Orleana Hawks Puckett (c. 1844–1938) was an American midwife in the mountains of Patrick County and Carroll County, Virginia. In 2012 Puckett was posthumously honored as one of the Library of Virginia's "Virginia Women in History".

==Life==
Puckett served as a midwife from 1889 until 1938, a year before she died. She started being a midwife after she herself had lost 24 children. Reasons for these deaths are unclear, but a likely reason is that she had a disease that affected her babies in the womb, like Rh hemolytic disease. Most of her children were stillborn, and if they did live, they only survived for a few days.
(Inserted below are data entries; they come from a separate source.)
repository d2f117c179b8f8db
use log::{debug, error, info};
use render_bench::cli::{CliOptions, ParseOutcome, RunMode};
use std::process::ExitCode;

fn main() -> ExitCode {
    env_logger::Builder::from_env(env_logger::Env::default().default_filter_or("info"))
        .format_timestamp(None)
        .format_level(true)
        .init();

    let options = match CliOptions::parse(std::env::args_os()) {
        Ok(ParseOutcome::Run(options)) => options,
        Ok(ParseOutcome::Help(usage)) => {
            println!("{usage}");
            return ExitCode::SUCCESS;
        }
        Err(e) => {
            error!("{e}");
            error!("Run with --help for usage.");
            return ExitCode::FAILURE;
        }
    };

    options.print();

    match &options.mode {
        RunMode::Default => info!(
            "Interactive rendering at {}x{} (vsync {})",
            options.width,
            options.height,
            if options.enable_vsync { "on" } else { "off" }
        ),
        RunMode::Frames {
            frames_number,
            dst_dir,
        } => info!(
            "Rendering {} frame(s) into '{}'",
            frames_number,
            dst_dir.display()
        ),
        RunMode::Bench { bench_name, .. } => {
            if let Some(stat_file) = options.stat_file() {
                info!(
                    "Benchmark '{}' writes statistics to '{}'",
                    bench_name,
                    stat_file.display()
                );
            }
        }
    }

    if let Some(camera) = &options.camera {
        debug!(
            "Initial view-projection matrix:{}",
            camera.projection_matrix(options.aspect_ratio()) * camera.view_matrix()
        );
    }

    ExitCode::SUCCESS
}
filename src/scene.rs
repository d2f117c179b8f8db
pub mod camera;
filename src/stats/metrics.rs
use super::errors::StatsError;
use log::{debug, info, warn};
use serde::de::{self, Deserializer};
use serde::{Deserialize, Serialize};
use std::fs;
use std::path::Path;

/// Timings the renderer records for a single benchmark frame.
#[derive(Debug, Clone, PartialEq, Serialize, Deserialize)]
pub struct PerformanceMetrics {
    #[serde(deserialize_with = "count")]
    pub frame_number: u64,
    pub cpu_fps: f64,
    pub cpu_time_ms: f64,
    pub gpu_fps: f64,
    pub gpu_time_ms: f64,
    pub cpu_rendering_time_ms: f64,

    // --- GPU passes ---
    pub culling_gpu_time_ms: f64,
    pub build_depth_pyramid_gpu_time_ms: f64,
    pub late_culling_gpu_time_ms: f64,
    pub gpu_rendering_time_ms: f64,
    pub gpu_models_time_ms: f64,
    pub gpu_shading_time_ms: f64,

    // --- Throughput ---
    pub triangles_per_second: f64,
    pub triangles_per_second_millions: f64,
    #[serde(deserialize_with = "count")]
    pub triangles_number: u64,
    #[serde(deserialize_with = "count")]
    pub vertexes_number: u64,
}

/// Reads a statistics file written by a benchmark run.
pub fn load_metrics<P: AsRef<Path>>(path: P) -> Result<Vec<PerformanceMetrics>, StatsError> {
    let path = path.as_ref();
    let content = fs::read_to_string(path).map_err(|source| StatsError::Io {
        path: path.to_path_buf(),
        source,
    })?;

    let records = parse_metrics(&content);
    info!(
        "Loaded {} record(s) from '{}'",
        records.len(),
        path.display()
    );
    Ok(records)
}

/// Parses a stream of concatenated JSON objects.
///
/// Each top-level object is decoded on its own, so a malformed or
/// incomplete one is skipped and the objects after it are still read.
/// Text between objects is ignored. An unfinished object at the end of the
/// stream (the run was stopped mid-write) is dropped silently.
pub fn parse_metrics(content: &str) -> Vec<PerformanceMetrics> {
    let (objects, unfinished) = split_objects(content);
    if unfinished {
        debug!("Ignoring unfinished record at end of stream");
    }

    objects
        .into_iter()
        .enumerate()
        .filter_map(|(index, object)| {
            serde_json::from_str::<PerformanceMetrics>(object)
                .map_err(|e| warn!("Skipping record #{}: {}", index + 1, e))
                .ok()
        })
        .collect()
}

/// Slices `content` into its top-level `{...}` spans by brace depth, skipping
/// braces inside strings. The flag is set when the last object never closes.
fn split_objects(content: &str) -> (Vec<&str>, bool) {
    let mut objects = Vec::new();
    let mut depth = 0usize;
    let mut start = 0;
    let mut in_string = false;
    let mut escaped = false;

    for (pos, c) in content.char_indices() {
        if in_string {
            match c {
                _ if escaped => escaped = false,
                '\\' => escaped = true,
                '"' => in_string = false,
                _ => {}
            }
            continue;
        }
        match c {
            '"' => in_string = true,
            '{' => {
                if depth == 0 {
                    start = pos;
                }
                depth += 1;
            }
            '}' if depth > 0 => {
                depth -= 1;
                if depth == 0 {
                    objects.push(&content[start..=pos]);
                }
            }
            _ => {}
        }
    }

    (objects, depth > 0)
}

/// Counts are written as plain integers by some renderers and as floats
/// (`1e6`, `42.0`) by others.
fn count<'de, D: Deserializer<'de>>(deserializer: D) -> Result<u64, D::Error> {
    let number = serde_json::Number::deserialize(deserializer)?;
    if let Some(value) = number.as_u64() {
        return Ok(value);
    }
    match number.as_f64() {
        Some(value) if value.is_finite() && value >= 0.0 => Ok(value as u64),
        _ => Err(de::Error::custom(format!(
            "expected a non-negative count, got {number}"
        ))),
    }
}
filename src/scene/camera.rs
use nalgebra::{Matrix4, Perspective3, Point3, Vector3};

/// Number of scalar components in a camera pose written on the command line:
/// position (3), target (3), up (3), vertical fov in degrees, near, far.
pub const CAMERA_COMPONENTS: usize = 12;

const EPSILON: f32 = 1e-6;

/// Initial viewpoint of the renderer.
#[derive(Debug, Clone, PartialEq)]
pub struct Camera {
    // --- View ---
    pub position: Point3<f32>,
    pub target: Point3<f32>,
    pub up: Vector3<f32>,

    // --- Projection ---
    pub fov_y_deg: f32,
    pub near: f32,
    pub far: f32,
}

impl Camera {
    pub fn new_perspective(
        position: Point3<f32>,
        target: Point3<f32>,
        up: Vector3<f32>,
        fov_y_deg: f32,
        near: f32,
        far: f32,
    ) -> Self {
        Self {
            position,
            target,
            up,
            fov_y_deg,
            near,
            far,
        }
    }

    /// Builds a camera from its flat component list and checks it.
    ///
    /// # Returns
    /// * `Result<Camera, String>` - The camera or the reason it was rejected.
    pub fn from_components(components: &[f32]) -> Result<Self, String> {
        if components.len() != CAMERA_COMPONENTS {
            return Err(format!(
                "expected {} components, got {}",
                CAMERA_COMPONENTS,
                components.len()
            ));
        }

        let c = components;
        let camera = Self::new_perspective(
            Point3::new(c[0], c[1], c[2]),
            Point3::new(c[3], c[4], c[5]),
            Vector3::new(c[6], c[7], c[8]),
            c[9],
            c[10],
            c[11],
        );
        camera.validate()?;
        Ok(camera)
    }

    /// Flat component list, in the same order `from_components` reads it.
    pub fn components(&self) -> [f32; CAMERA_COMPONENTS] {
        [
            self.position.x,
            self.position.y,
            self.position.z,
            self.target.x,
            self.target.y,
            self.target.z,
            self.up.x,
            self.up.y,
            self.up.z,
            self.fov_y_deg,
            self.near,
            self.far,
        ]
    }

    /// Rejects poses the view and projection matrices cannot be built from.
    pub fn validate(&self) -> Result<(), String> {
        if let Some(i) = self.components().iter().position(|v| !v.is_finite()) {
            return Err(format!("component {} is not finite", i + 1));
        }

        // Comparisons are written so that NaN from an overflowing difference fails them.
        let forward = self.target - self.position;
        if !forward.iter().all(|v| v.is_finite()) {
            return Err("position and target are too far apart".to_string());
        }
        if !(forward.norm() >= EPSILON) {
            return Err("position and target coincide".to_string());
        }
        if !(self.up.norm() >= EPSILON) {
            return Err("up vector is zero".to_string());
        }
        if !(forward.normalize().cross(&self.up.normalize()).norm() >= EPSILON) {
            return Err("up vector is parallel to the view direction".to_string());
        }
        if !self.view_matrix().iter().all(|v| v.is_finite()) {
            return Err("view matrix overflows".to_string());
        }

        if self.fov_y_deg <= 0.0 || self.fov_y_deg >= 180.0 {
            return Err(format!(
                "field of view {} is outside (0, 180) degrees",
                self.fov_y_deg
            ));
        }
        if self.near <= 0.0 {
            return Err(format!("near plane {} must be positive", self.near));
        }
        if self.far <= self.near {
            return Err(format!(
                "far plane {} must lie beyond near plane {}",
                self.far, self.near
            ));
        }

        Ok(())
    }

    pub fn view_matrix(&self) -> Matrix4<f32> {
        Matrix4::look_at_rh(&self.position, &self.target, &self.up)
    }

    pub fn projection_matrix(&self, aspect_ratio: f32) -> Matrix4<f32> {
        Perspective3::new(
            aspect_ratio,
            self.fov_y_deg.to_radians(),
            self.near,
            self.far,
        )
        .to_homogeneous()
    }
}

#[cfg(test)]
mod tests {
    use super::*;

    fn sample() -> [f32; CAMERA_COMPONENTS] {
        [0.0, 0.5, 3.0, 0.0, 0.0, 0.0, 0.0, 1.0, 0.0, 45.0, 0.1, 100.0]
    }

    #[test]
    fn builds_from_components_in_order() {
        let camera = Camera::from_components(&sample()).expect("valid camera");
        assert_eq!(camera.position, Point3::new(0.0, 0.5, 3.0));
        assert_eq!(camera.target, Point3::origin());
        assert_eq!(camera.up, Vector3::y());
        assert_eq!(camera.fov_y_deg, 45.0);
        assert_eq!(camera.near, 0.1);
        assert_eq!(camera.far, 100.0);
        assert_eq!(camera.components(), sample());
    }

    #[test]
    fn rejects_wrong_component_count() {
        let err = Camera::from_components(&sample()[..9]).unwrap_err();
        assert!(err.contains("expected 12"));
    }

    #[test]
    fn rejects_degenerate_poses() {
        let mut c = sample();
        c[3..6].copy_from_slice(&[0.0, 0.5, 3.0]);
        assert!(Camera::from_components(&c).is_err());

        let mut c = sample();
        c[6..9].copy_from_slice(&[0.0, 0.0, 0.0]);
        assert!(Camera::from_components(&c).is_err());

        // Looking straight down with +Y as up.
        let c = [0.0, 5.0, 0.0, 0.0, 0.0, 0.0, 0.0, 1.0, 0.0, 45.0, 0.1, 100.0];
        assert!(Camera::from_components(&c).is_err());
    }

    #[test]
    fn rejects_finite_components_that_overflow() {
        let c = [3e38, 0.0, 0.0, -3e38, 0.0, 0.0, 0.0, 1.0, 0.0, 45.0, 0.1, 100.0];
        let err = Camera::from_components(&c).unwrap_err();
        assert!(err.contains("too far apart"), "{err}");

        // Unit view direction, but the eye translation leaves the f32 range.
        let c = [
            3e38, 3e38, 0.0, 3e38, 3e38, -1.0, 1.0, -1.0, 0.0, 45.0, 0.1, 100.0,
        ];
        let err = Camera::from_components(&c).unwrap_err();
        assert!(err.contains("view matrix"), "{err}");
    }

    #[test]
    fn rejects_bad_projection() {
        for (idx, value) in [(9, 0.0), (9, 180.0), (10, 0.0), (11, 0.05), (0, f32::NAN)] {
            let mut c = sample();
            c[idx] = value;
            assert!(Camera::from_components(&c).is_err(), "index {idx} = {value}");
        }
    }

    #[test]
    fn matrices_are_finite() {
        let camera = Camera::from_components(&sample()).unwrap();
        assert!(camera.view_matrix().iter().all(|v| v.is_finite()));
        assert!(
            camera
                .projection_matrix(800.0 / 600.0)
                .iter()
                .all(|v| v.is_finite())
        );
    }
}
Even though she was unable to successfully have children, or maybe because of that, she decided to assist her neighbors in Carroll County during childbirth. She was almost 50 years old when she started her “practice”, on a completely voluntarily basis. The last delivery she assisted was that of Maxwell Hawks, on August 30, 1938.

==Name==
Since Puckett herself was illiterate, the spelling of her first name is uncertain. In 1913, when she applied for a pension because her husband had served in the Confederate Army, the notary filled in "Orleana". Some of the different names are Orlean, Orlena, Aulina or even Pauline.

==Legacy==
Her last home was a tiny one-room wood cabin hardly larger than an average dining room; it has been preserved by the National Park Service and may be seen along the Blue Ridge Parkway at mile 189.9.

The Orelena Hawks Puckett Institute in Asheville, North Carolina continues her legacy to care for mother and child. They promote and try to strengthen the development of child, parents, and family.

In 2018 the Virginia Capitol Foundation announced that Puckett's name would be included on the Virginia Women's Monument's glass Wall of Honor.